Hi team, I’m newish to #tailscale but I think there is a race/bug in the logic that configures DNS for tailscale on the AXT-18000 as I get random configuration when I cycle tailscale enable/disable from the Gl-Inet console interface - /usr/bin/gl_tailscale
The symptom is that sometimes the DNS domain is just ‘ts.net’ and at other times it is the proper MagicDNS tailnet name (tailXXXXX.ts.net).
This is ok for split DNS, but it also drives the search domains, for which plain ts.net is not useful for me.
I believe this is a race condition caused by that script calling
/etc/init.d/tailscale restart # this takes some time to restart
timeout 10 tailscale up –timeout 3 # sometimes the –timeout is triggered,
tailscale status … | grep MagicDNSSuffix # then results is blank if tailscale is not up, and falls back to ‘ts.net’

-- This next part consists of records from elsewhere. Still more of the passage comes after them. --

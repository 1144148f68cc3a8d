// src/portfolio/clock.rs

use chrono::{DateTime, Utc};

/// Source of transaction timestamps.
pub trait Clock {
    fn now(&self) -> DateTime<Utc>;
}

#[derive(Debug, Clone, Copy, Default)]
pub struct SystemClock;

impl Clock for SystemClock {
    fn now(&self) -> DateTime<Utc> {
        Utc::now()
    }
}

/// Always reports the same instant.
#[derive(Debug, Clone, Copy)]
pub struct FixedClock(pub DateTime<Utc>);

impl Clock for FixedClock {
    fn now(&self) -> DateTime<Utc> {
        self.0
    }
}
#[cfg(test)]
mod tests {
    use super::*;
    use crate::market::Market;
    use crate::portfolio::FixedClock;
    use crate::stocks::Stock;
    use chrono::{TimeZone, Utc};
    use std::io::Cursor;
    use tempfile::TempDir;

    /// Prices never move, so expected cash is exact.
    struct Frozen;

    impl PriceModel for Frozen {
        fn next_price(&mut self, current: Cents) -> Cents {
            current
        }
    }

    fn market() -> SharedMarket {
        Market::new(vec![
            Stock::new("AAPL", "Apple Inc.", Cents::new(100, 0)),
            Stock::new("TSLA", "Tesla Inc.", Cents::new(120, 0)),
        ])
        .unwrap()
        .into_shared()
    }

    fn run(dir: &TempDir, market: SharedMarket, script: &str) -> (Ledger, String) {
        let options = SessionOptions {
            save_path: dir.path().join("user.json"),
            starting_cash: Cents::new(10_000, 0),
        };
        let mut out = Vec::new();
        let ledger = Session::new(Cursor::new(script.to_string()), &mut out, market, Frozen, options)
            .with_clock(FixedClock(Utc.with_ymd_and_hms(2024, 2, 3, 4, 5, 6).unwrap()))
            .run()
            .unwrap();
        (ledger, String::from_utf8(out).unwrap())
    }

    #[test]
    fn menu_choice_parsing() {
        assert_eq!(MenuChoice::parse(" 2 "), Some(MenuChoice::Buy));
        assert_eq!(MenuChoice::parse("6"), Some(MenuChoice::SaveAndExit));
        assert_eq!(MenuChoice::parse("7"), None);
        assert_eq!(MenuChoice::parse("buy"), None);
    }

    #[test]
    fn quantity_parsing_rejects_non_positive() {
        assert_eq!(parse_quantity("5"), Some(5));
        assert_eq!(parse_quantity(" 12\n"), Some(12));
        assert_eq!(parse_quantity("0"), None);
        assert_eq!(parse_quantity("-3"), None);
        assert_eq!(parse_quantity("three"), None);
    }

    #[test]
    fn new_user_buys_sells_and_saves() {
        let dir = TempDir::new().unwrap();
        let script = "alice\n2\naapl\n5\n3\nAAPL\n2\n4\n5\n6\n";
        let (ledger, out) = run(&dir, market(), script);

        assert!(out.contains("New user created."));
        assert!(out.contains("Purchased 5 shares of AAPL at $100.00"));
        assert!(out.contains("Sold 2 shares of AAPL at $100.00"));
        assert!(out.contains("AAPL | Qty: 3 | Price: $100.00 | Value: $300.00"));
        assert!(out.contains("Cash: $9700.00"));
        assert!(out.contains("Total Portfolio Value: $10000.00"));
        assert!(out.contains("2024-02-03 04:05:06 UTC | BUY | AAPL | Qty: 5 | Price: $100.00"));
        assert!(out.contains("User data saved."));
        assert!(out.trim_end().ends_with("Goodbye!"));

        assert_eq!(ledger.username(), "alice");
        assert_eq!(ledger.holding("AAPL"), 3);
        assert_eq!(ledger.transactions().len(), 2);
        let saved = persistence::load(&dir.path().join("user.json")).unwrap();
        assert_eq!(saved, ledger);
    }

    #[test]
    fn returning_user_is_welcomed_back() {
        let dir = TempDir::new().unwrap();
        let (first, _) = run(&dir, market(), "bob\n2\nTSLA\n1\n6\n");
        let (second, out) = run(&dir, market(), "4\n6\n");

        assert!(out.contains("Welcome back, bob"));
        assert!(!out.contains("Enter username"));
        assert!(out.contains("TSLA | Qty: 1"));
        assert_eq!(second, first);
    }

    #[test]
    fn corrupt_save_file_falls_back_to_fresh_user() {
        let dir = TempDir::new().unwrap();
        std::fs::write(dir.path().join("user.json"), "{ definitely not a ledger").unwrap();
        let (ledger, out) = run(&dir, market(), "carol\n6\n");
        assert!(out.contains("New user created."));
        assert_eq!(ledger.username(), "carol");
        assert_eq!(ledger.cash(), Cents::new(10_000, 0));
    }

    #[test]
    fn bad_input_is_reported_and_loop_continues() {
        let dir = TempDir::new().unwrap();
        let script = "dave\n9\nhello\n2\nZZZZ\n2\nAAPL\nlots\n2\nAAPL\n0\n2\nAAPL\n101\n3\nTSLA\n1\n6\n";
        let (ledger, out) = run(&dir, market(), script);

        assert_eq!(out.matches("Invalid choice.").count(), 2);
        assert!(out.contains("Stock not found."));
        assert_eq!(out.matches("Invalid quantity.").count(), 2);
        assert!(out.contains("Insufficient funds: need $10100.00, have $10000.00."));
        assert!(out.contains("You don't own enough shares of TSLA: requested 1, own 0."));
        assert!(out.contains("Goodbye!"));
        assert_eq!(ledger.cash(), Cents::new(10_000, 0));
        assert!(ledger.transactions().is_empty());
    }

    #[test]
    fn end_of_input_saves_and_exits() {
        let dir = TempDir::new().unwrap();
        let (ledger, out) = run(&dir, market(), "erin\n2\nAAPL\n1\n");
        assert!(out.contains("User data saved."));
        assert_eq!(ledger.holding("AAPL"), 1);
        assert!(dir.path().join("user.json").exists());
    }

    #[test]
    fn empty_username_defaults() {
        let dir = TempDir::new().unwrap();
        let (ledger, _) = run(&dir, market(), "\n6\n");
        assert_eq!(ledger.username(), DEFAULT_USERNAME);
    }

    #[test]
    fn save_failure_is_reported_but_session_ends() {
        let dir = TempDir::new().unwrap();
        let options = SessionOptions {
            save_path: dir.path().join("missing").join("user.json"),
            starting_cash: Cents::new(10_000, 0),
        };
        let mut out = Vec::new();
        Session::new(Cursor::new("frank\n6\n"), &mut out, market(), Frozen, options)
            .run()
            .unwrap();
        let out = String::from_utf8(out).unwrap();
        assert!(out.contains("Error saving user data."));
        assert!(out.trim_end().ends_with("Goodbye!"));
    }

    #[test]
    fn every_menu_choice_ticks_the_market() {
        let dir = TempDir::new().unwrap();
        let shared = market();
        run(&dir, std::sync::Arc::clone(&shared), "gina\n1\n9\n6\n");
        assert_eq!(shared.read().ticks(), 3);
    }

    #[test]
    fn trades_stay_consistent_under_background_ticks() {
        let dir = TempDir::new().unwrap();
        let shared = market();
        let ticker = crate::ticker::Ticker::spawn(
            std::sync::Arc::clone(&shared),
            crate::simulators::UniformWalk::seeded(9),
            std::time::Duration::from_millis(1),
        );

        let mut script = String::from("ivy\n");
        for _ in 0..300 {
            script.push_str("2\nAAPL\n3\n3\nAAPL\n2\n2\nTSLA\n1\n3\nTSLA\n1\n");
        }
        script.push_str("6\n");
        let (ledger, _) = run(&dir, std::sync::Arc::clone(&shared), &script);
        ticker.stop();
        assert!(shared.read().ticks() > 0);

        let mut cash = 1_000_000i128;
        let mut held: std::collections::BTreeMap<&str, i128> = Default::default();
        for tx in ledger.transactions() {
            let notional = tx.notional().unwrap().raw() as i128;
            let position = held.entry(tx.symbol.as_str()).or_default();
            match tx.side {
                Side::Buy => {
                    cash -= notional;
                    *position += tx.quantity as i128;
                }
                Side::Sell => {
                    cash += notional;
                    *position -= tx.quantity as i128;
                }
            }
            assert!(cash >= 0, "cash went negative");
            assert!(*position >= 0, "holding went negative");
        }
        assert!(ledger.transactions().len() > 300);
        assert_eq!(ledger.cash().raw() as i128, cash);
        for (symbol, &qty) in &held {
            assert_eq!(ledger.holding(symbol) as i128, qty);
        }
    }

    #[test]
    fn empty_portfolio_view() {
        let dir = TempDir::new().unwrap();
        let (_, out) = run(&dir, market(), "hank\n4\n5\n6\n");
        assert!(out.contains("No holdings."));
        assert!(out.contains("Total Portfolio Value: $10000.00"));
        assert!(out.contains("No transactions."));
    }
}
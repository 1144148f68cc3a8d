// src/market.rs

use crate::error::MarketError;
use crate::simulators::PriceModel;
use crate::stocks::{Stock, Symbol, normalize_symbol};
use crate::types::Cents;
use parking_lot::RwLock;
use std::collections::BTreeMap;
use std::collections::btree_map::Entry;
use std::sync::Arc;
use tracing::{debug, trace};

/// A market the session and a background ticker can both reach.
pub type SharedMarket = Arc<RwLock<Market>>;

/// The catalog of tradable stocks. The set of symbols is fixed at
/// construction; ticks only move prices.
#[derive(Debug, Clone)]
pub struct Market {
    stocks: BTreeMap<Symbol, Stock>,
    ticks: u64,
}

impl Market {
    pub fn new(stocks: impl IntoIterator<Item = Stock>) -> Result<Self, MarketError> {
        let mut catalog = BTreeMap::new();
        for stock in stocks {
            if stock.symbol().is_empty() {
                return Err(MarketError::EmptySymbol);
            }
            if stock.price() == Cents::ZERO {
                return Err(MarketError::NonPositivePrice(stock.symbol().to_string()));
            }
            match catalog.entry(stock.symbol().to_string()) {
                Entry::Occupied(e) => return Err(MarketError::DuplicateSymbol(e.key().clone())),
                Entry::Vacant(e) => {
                    e.insert(stock);
                }
            }
        }
        Ok(Self {
            stocks: catalog,
            ticks: 0,
        })
    }

    pub fn into_shared(self) -> SharedMarket {
        Arc::new(RwLock::new(self))
    }

    /// One tick: every stock gets an independent draw from `model`.
    pub fn update_prices<M: PriceModel + ?Sized>(&mut self, model: &mut M) {
        for stock in self.stocks.values_mut() {
            let old = stock.price();
            let new = model.next_price(old);
            trace!(symbol = stock.symbol(), %old, %new, "price tick");
            stock.set_price(new);
        }
        self.ticks += 1;
        debug!(tick = self.ticks, stocks = self.stocks.len(), "market ticked");
    }

    /// Case-insensitive lookup by catalog key.
    pub fn get_stock(&self, symbol: &str) -> Option<&Stock> {
        self.stocks.get(&normalize_symbol(symbol))
    }

    pub fn price_of(&self, symbol: &str) -> Result<Cents, MarketError> {
        self.get_stock(symbol)
            .map(Stock::price)
            .ok_or_else(|| MarketError::UnknownSymbol(normalize_symbol(symbol)))
    }

    /// All listings in symbol order.
    pub fn stocks(&self) -> impl Iterator<Item = &Stock> {
        self.stocks.values()
    }

    pub fn len(&self) -> usize {
        self.stocks.len()
    }

    pub fn is_empty(&self) -> bool {
        self.stocks.is_empty()
    }

    /// Number of ticks applied since construction.
    pub fn ticks(&self) -> u64 {
        self.ticks
    }
}

impl Default for Market {
    fn default() -> Self {
        Self {
            stocks: crate::stocks::default_stock_universe()
                .into_iter()
                .map(|s| (s.symbol().to_string(), s))
                .collect(),
            ticks: 0,
        }
    }
}
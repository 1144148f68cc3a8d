// src/portfolio/mod.rs

pub mod clock;
pub mod ledger;
pub mod valuation;

pub use clock::{Clock, FixedClock, SystemClock};
pub use ledger::Ledger;
pub use valuation::{HoldingValue, Valuation};
// src/bin/stock_trader.rs

use anyhow::{Context, Result};
use clap::Parser;
use std::io;
use std::path::PathBuf;
use std::sync::Arc;
use std::time::Duration;
use stock_trader::{Config, Session, SessionOptions, Ticker, UniformWalk};
use tracing::info;

/// Single-user simulated stock trading console.
#[derive(Debug, Parser)]
#[command(name = "stock_trader", version, about)]
struct Cli {
    /// TOML config file. Without it, built-in defaults are used.
    #[arg(long)]
    config: Option<PathBuf>,

    /// Where the ledger is loaded from and saved to.
    #[arg(long)]
    save_file: Option<PathBuf>,

    /// Seed for a reproducible price path.
    #[arg(long)]
    seed: Option<u64>,

    /// Also move prices on a background thread every N milliseconds.
    #[arg(long)]
    tick_interval_ms: Option<u64>,

    /// Log filter (overridden by RUST_LOG).
    #[arg(long)]
    log_level: Option<String>,
}

fn walk(seed: Option<u64>) -> UniformWalk {
    match seed {
        Some(seed) => UniformWalk::seeded(seed),
        None => UniformWalk::from_entropy(),
    }
}

fn main() -> Result<()> {
    let cli = Cli::parse();

    let mut config = match &cli.config {
        Some(path) => Config::load(path)
            .with_context(|| format!("failed to load config from {}", path.display()))?,
        None => Config::default(),
    };
    if let Some(level) = cli.log_level {
        config.logging.level = level;
    }
    if let Some(path) = cli.save_file {
        config.save_path = path;
    }
    config.logging.init();

    let market = config.build_market()?.into_shared();
    let options = SessionOptions {
        save_path: config.save_path.clone(),
        starting_cash: config.starting_cash()?,
    };
    info!(stocks = market.read().len(), save_path = %options.save_path.display(), "stock_trader starting");

    let ticker = cli.tick_interval_ms.map(|ms| {
        // A different stream from the session's per-choice ticks.
        let seed = cli.seed.map(|s| s.wrapping_add(1));
        Ticker::spawn(Arc::clone(&market), walk(seed), Duration::from_millis(ms.max(1)))
    });

    let stdin = io::stdin();
    let stdout = io::stdout();
    let ledger = Session::new(stdin.lock(), stdout.lock(), market, walk(cli.seed), options).run()?;

    if let Some(ticker) = ticker {
        ticker.stop();
    }
    info!(user = ledger.username(), cash = %ledger.cash(), "stock_trader stopped");
    Ok(())
}
pub async fn run_registration_actor(
    registrar: Arc<Registrar>,
    mut rx: UnboundedReceiver<RegistrationRequest>,
) -> anyhow::Result<()> {
    while let Some(msg) = rx.recv().await {
        match msg {
            RegistrationRequest::Submit(track, form, photo, rto) => {
                rto.reply(registrar.submit(track, &form, photo.as_deref()).await)
            }
            RegistrationRequest::RedeemVoucher(track, id, code, rto) => {
                rto.reply(registrar.redeem_voucher(track, id, &code).await)
            }
            RegistrationRequest::ConfirmPayment(track, id, rto) => {
                rto.reply(registrar.confirm_payment(track, id).await)
            }
            RegistrationRequest::AttachTag(track, id, png, rto) => {
                rto.reply(registrar.attach_tag(track, id, &png).await)
            }
            RegistrationRequest::GenerateVouchers(count, length, rto) => {
                rto.reply(registrar.generate_vouchers(count, length).await)
            }
            RegistrationRequest::RecordDonation(request, rto) => {
                rto.reply(registrar.record_donation(&request).await)
            }
            RegistrationRequest::SettleDonation(tx_ref, status, transaction_id, rto) => {
                rto.reply(
                    registrar
                        .settle_donation(&tx_ref, status, &transaction_id)
                        .await,
                )
            }
        }
    }

    log::info!("Registration actor stopped");
    Ok(())
}

/// Opens the store and storage described by the settings.
pub async fn open_registry(settings: &Settings) -> Result<(Arc<RegistryDb>, Arc<Storage>)> {
    let db = RegistryDb::init(&settings.database()).await?;
    let root = settings.storage_root();
    tokio::fs::create_dir_all(&root).await?;
    let storage = Storage::new(root, &settings.public_url());
    Ok((Arc::new(db), Arc::new(storage)))
}

/// Loads the tag font if one is configured.
pub fn load_tag_renderer(settings: &Settings) -> Result<Option<Arc<TagRenderer>>> {
    match settings.tag_font.as_deref() {
        Some(path) => Ok(Some(Arc::new(TagRenderer::load(
            Some(path),
            settings.event(),
        )?))),
        None => {
            log::warn!("No tag_font configured, credential tags are disabled");
            Ok(None)
        }
    }
}
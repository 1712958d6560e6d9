use std::{
    fs,
    path::{Path, PathBuf},
    sync::Arc,
    time::Duration,
};

use clap::{Parser, Subcommand};
use tokio::task::JoinSet;

use crate::{
    core::{
        registration::{load_tag_renderer, open_registry, run_registration_actor, Registrar, RegistrationActor},
        settings::Settings,
        storage::Storage,
        voucher::to_csv,
    },
    error::Error,
    photo::intake::{run_intake_sweeper, PhotoIntake},
};

mod actor;
mod core;
mod error;
mod integrations;
mod photo;
mod util;
mod web;

/// Shared handles passed to every web handler
#[derive(Clone)]
pub struct Directory {
    pub registration_actor: RegistrationActor,
    pub registrar: Arc<Registrar>,
    pub intake: Arc<PhotoIntake>,
    pub storage: Arc<Storage>,
    pub settings: Arc<Settings>,
}

#[derive(Parser, Debug)]
#[command(name = "registrar")]
#[command(version = "0.1")]
#[command(about = "Registration back end for the diocesan youth convention.", long_about = None)]
struct Args {
    #[command(subcommand)]
    command: RunType,
}

#[derive(Subcommand, Debug)]
enum RunType {
    /// Create a settings file with every option at its default.
    /// The file will need to be edited to fill in the gateway keys and admin token.
    Init { settings_file: PathBuf },

    /// Run the registration server.
    Run {
        /// Location of the settings file.
        #[arg(short, long, default_value = "settings.json")]
        settings: PathBuf,
    },

    /// Generate a batch of voucher codes without starting the server.
    Vouchers {
        /// Location of the settings file.
        #[arg(short, long)]
        settings: PathBuf,

        #[arg(short, long)]
        count: usize,

        #[arg(short, long, default_value_t = 8)]
        length: usize,

        /// Write the codes to this CSV file instead of stdout.
        #[arg(short, long)]
        output: Option<PathBuf>,
    },
}

fn load_settings(path: &Path) -> Result<Settings, Error> {
    let text = fs::read_to_string(path)
        .map_err(|e| Error::Config(format!("Cannot read {}: {}", path.display(), e)))?;
    Ok(serde_json::from_str(&text)?)
}

async fn build_registrar(
    settings: Arc<Settings>,
    client: reqwest::Client,
) -> anyhow::Result<(Arc<Registrar>, Arc<Storage>)> {
    let (db, storage) = open_registry(&settings).await?;
    let gateway = integrations::payment_gateway(&settings, client);
    if gateway.is_none() {
        log::warn!("No payment gateway configured, online checkout is disabled");
    }
    let tags = load_tag_renderer(&settings)?;

    let registrar = Registrar::new(db, storage.clone(), gateway, tags, settings);
    Ok((Arc::new(registrar), storage))
}

async fn run(settings: Settings) -> anyhow::Result<()> {
    let settings = Arc::new(settings);
    let client = reqwest::Client::builder()
        .timeout(settings.network_timeout())
        .build()?;

    let detector = integrations::face_detector(&settings, client.clone())?;
    let intake = Arc::new(PhotoIntake::new(
        detector,
        settings.network_timeout(),
        settings.photo_slot_ttl(),
    ));

    let (registrar, storage) = build_registrar(settings.clone(), client).await?;

    let mut tasks: JoinSet<anyhow::Result<()>> = JoinSet::new();

    let (registration_actor, rx) = RegistrationActor::new();
    tasks.spawn(run_registration_actor(registrar.clone(), rx));

    tasks.spawn(run_intake_sweeper(intake.clone(), Duration::from_secs(60)));

    let directory = Directory {
        registration_actor,
        registrar,
        intake,
        storage,
        settings,
    };
    tasks.spawn(web::run_http_server(directory));

    log::info!("Registrar initialized");

    while let Some(res) = tasks.join_next().await {
        res??;
    }

    Ok(())
}

#[tokio::main]
async fn main() -> anyhow::Result<()> {
    env_logger::Builder::from_env(env_logger::Env::default().default_filter_or("info")).init();

    let args = Args::parse();

    match args.command {
        RunType::Init { settings_file } => {
            let settings = Settings::default();
            fs::write(&settings_file, serde_json::to_string_pretty(&settings)?)?;

            println!("Settings created, please open the file in a text editor and fill in the missing fields.");
            Ok(())
        }
        RunType::Run { settings } => run(load_settings(&settings)?).await,
        RunType::Vouchers {
            settings,
            count,
            length,
            output,
        } => {
            let settings = Arc::new(load_settings(&settings)?);
            let (registrar, _) = build_registrar(settings, reqwest::Client::new()).await?;
            let codes = registrar.generate_vouchers(count, length).await?;

            match output {
                Some(path) => {
                    fs::write(&path, to_csv(&codes))?;
                    println!("Wrote {} codes to {}", codes.len(), path.display());
                }
                None => print!("{}", to_csv(&codes)),
            }
            Ok(())
        }
    }
}
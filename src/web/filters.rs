use std::convert::Infallible;

use warp::{reject::Rejection, Filter};

use crate::{
    core::{donation::DonationRequest, participant::RegistrationForm, payment::PaymentCallback, track::Track},
    Directory,
};

use super::{
    admin::{
        export_vouchers, generate_vouchers, list_archdeaconries, list_registrations, list_tags,
        list_vouchers, with_admin, Search, VoucherBatch,
    },
    handlers::{
        complete_donation, complete_payment, donate, download_tag, get_donation, get_photo_status,
        get_registration, post_photo, redeem_voucher, register, start_checkout, VoucherCode,
    },
};

/// Largest accepted photo upload
const MAX_PHOTO_BYTES: u64 = 15 * 1024 * 1024;
/// Largest accepted Json body
const MAX_JSON_BYTES: u64 = 64 * 1024;

pub fn with_directory(
    directory: Directory,
) -> impl Filter<Extract = (Directory,), Error = Infallible> + Clone {
    warp::any().map(move || directory.clone())
}

fn json_body<T: serde::de::DeserializeOwned + Send>(
) -> impl Filter<Extract = (T,), Error = Rejection> + Clone {
    warp::body::content_length_limit(MAX_JSON_BYTES).and(warp::body::json())
}

fn photo_filters(
    directory: Directory,
) -> impl Filter<Extract = (impl warp::Reply,), Error = Rejection> + Clone {
    let upload = warp::path!("photo")
        .and(warp::post())
        .and(warp::multipart::form().max_length(MAX_PHOTO_BYTES))
        .and(with_directory(directory.clone()))
        .and_then(post_photo);

    let status = warp::path!("photo" / String)
        .and(warp::get())
        .and(with_directory(directory))
        .and_then(get_photo_status);

    upload.or(status)
}

fn registration_filters(
    directory: Directory,
) -> impl Filter<Extract = (impl warp::Reply,), Error = Rejection> + Clone {
    let register = warp::path!("register" / Track)
        .and(warp::post())
        .and(json_body::<RegistrationForm>())
        .and(with_directory(directory.clone()))
        .and_then(register);

    let get_registration = warp::path!("registration" / Track / i64)
        .and(warp::get())
        .and(with_directory(directory.clone()))
        .and_then(get_registration);

    let download_tag = warp::path!("success" / Track / i64 / "tag")
        .and(warp::post())
        .and(with_directory(directory))
        .and_then(download_tag);

    register.or(get_registration).or(download_tag)
}

fn payment_filters(
    directory: Directory,
) -> impl Filter<Extract = (impl warp::Reply,), Error = Rejection> + Clone {
    let voucher = warp::path!("payment" / Track / i64 / "voucher")
        .and(warp::post())
        .and(json_body::<VoucherCode>())
        .and(with_directory(directory.clone()))
        .and_then(redeem_voucher);

    let checkout = warp::path!("payment" / Track / i64 / "checkout")
        .and(warp::post())
        .and(with_directory(directory.clone()))
        .and_then(start_checkout);

    let complete = warp::path!("payment" / "complete")
        .and(warp::get())
        .and(warp::query::<PaymentCallback>())
        .and(with_directory(directory))
        .and_then(complete_payment);

    voucher.or(checkout).or(complete)
}

fn donation_filters(
    directory: Directory,
) -> impl Filter<Extract = (impl warp::Reply,), Error = Rejection> + Clone {
    let donate = warp::path!("donate")
        .and(warp::post())
        .and(json_body::<DonationRequest>())
        .and(with_directory(directory.clone()))
        .and_then(donate);

    let complete = warp::path!("donate" / "complete")
        .and(warp::get())
        .and(warp::query::<PaymentCallback>())
        .and(with_directory(directory.clone()))
        .and_then(complete_donation);

    let get_donation = warp::path!("donation" / String)
        .and(warp::get())
        .and(with_directory(directory))
        .and_then(get_donation);

    donate.or(complete).or(get_donation)
}

fn admin_filters(
    directory: Directory,
) -> impl Filter<Extract = (impl warp::Reply,), Error = Rejection> + Clone {
    let admin = warp::path("admin").and(with_admin(directory.settings.admin_token.clone()));

    let generate = warp::path!("vouchers")
        .and(warp::post())
        .and(json_body::<VoucherBatch>())
        .and(with_directory(directory.clone()))
        .and_then(generate_vouchers);

    let vouchers = warp::path!("vouchers")
        .and(warp::get())
        .and(with_directory(directory.clone()))
        .and_then(list_vouchers);

    let export = warp::path!("vouchers.csv")
        .and(warp::get())
        .and(with_directory(directory.clone()))
        .and_then(export_vouchers);

    let registrations = warp::path!("registrations" / String)
        .and(warp::get())
        .and(warp::query::<Search>())
        .and(with_directory(directory.clone()))
        .and_then(list_registrations);

    let tags = warp::path!("tags")
        .and(warp::get())
        .and(warp::query::<Search>())
        .and(with_directory(directory.clone()))
        .and_then(list_tags);

    let archdeaconries = warp::path!("archdeaconries")
        .and(warp::get())
        .and(with_directory(directory))
        .and_then(list_archdeaconries);

    admin.and(
        generate
            .or(vouchers)
            .or(export)
            .or(registrations)
            .or(tags)
            .or(archdeaconries),
    )
}

pub fn api_filters(
    directory: Directory,
) -> impl Filter<Extract = (impl warp::Reply,), Error = Rejection> + Clone {
    let storage = warp::path("storage").and(warp::fs::dir(directory.storage.root().to_path_buf()));

    photo_filters(directory.clone())
        .or(registration_filters(directory.clone()))
        .or(payment_filters(directory.clone()))
        .or(donation_filters(directory.clone()))
        .or(admin_filters(directory))
        .or(storage)
}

(My hack workaround is just to make the –timeout 8 instead of 3, which seems to work reliably enough)
Hi
This appears to be a tailscale related issue, as both --timeout 3 and tailscale status --json are handled by the tailscale application.
You might consider installing jq and using tailscale status --json | jq -r '.MagicDNSSuffix | select(.!="ts.net")' to retrieve the result instead of grep.
Hi Will, thanks for replying
I did some more testing
Line 226 of /usr/bin/gl_tailscale (this is the GL inet script that drives the tailcale application)
timeout 10 /usr/sbin/tailscale up --reset --accept-routes $param --timeout 3s --accept-dns=false > /dev/null
tailscale is properly abandoning after 3 seconds and continues coming up in the background.
But it is not enough time, because lline 91 of the gl script is called immediately afterwards to extract the suffix (and yes does use jsonfilter)
dns_suffix=$(timeout 2 tailscale status -json | jsonfilter -e '@.MagicDNSSuffix')
If tailscale has not finished coming up when that is called we get the unwanted ts.net fallback
Changing the --timeout 3s to --timeout 8s resolves it by just giving tailscale more time to come up.
You might want to consider making this change in a future update, it should be safe since that tailscale up statement is called within the timeout 10anyway .
Thank you for your report.
Could you let us know what issues will arise when using ts.net as a fallback instead of the full MagicDNS tailaxxxxx.ts.net?
We tested this locally and it appears both can correctly resolve DNS names for devices in the Tailscale network.
tailaxxxxx.ts.net:
ts.net as a fallback:
Yes, the fallback for the ‘server’ entry is fine.
However the fallback suffix is also used for the ‘domain’ entry in DNSmasq - which is passed on to clients of the router via DHCP as the search domains for unqualified host names. If you are on a client of the router (rather than the router itself)
nslookup gl-be9300 should be trying to look for gl-be9300.tail*****.ts.net but instead will look for gl-b3930.ts.net which does not exist.
Unfortunately there is no good fallback for the domain entry. The domain being wrong is no different to it not being there at all.
I still think the simple resolution is to give tailscale more time to come up.
Thank you for your clarification.
We have forwarded this issue to our R&D team for consideration in future version updates.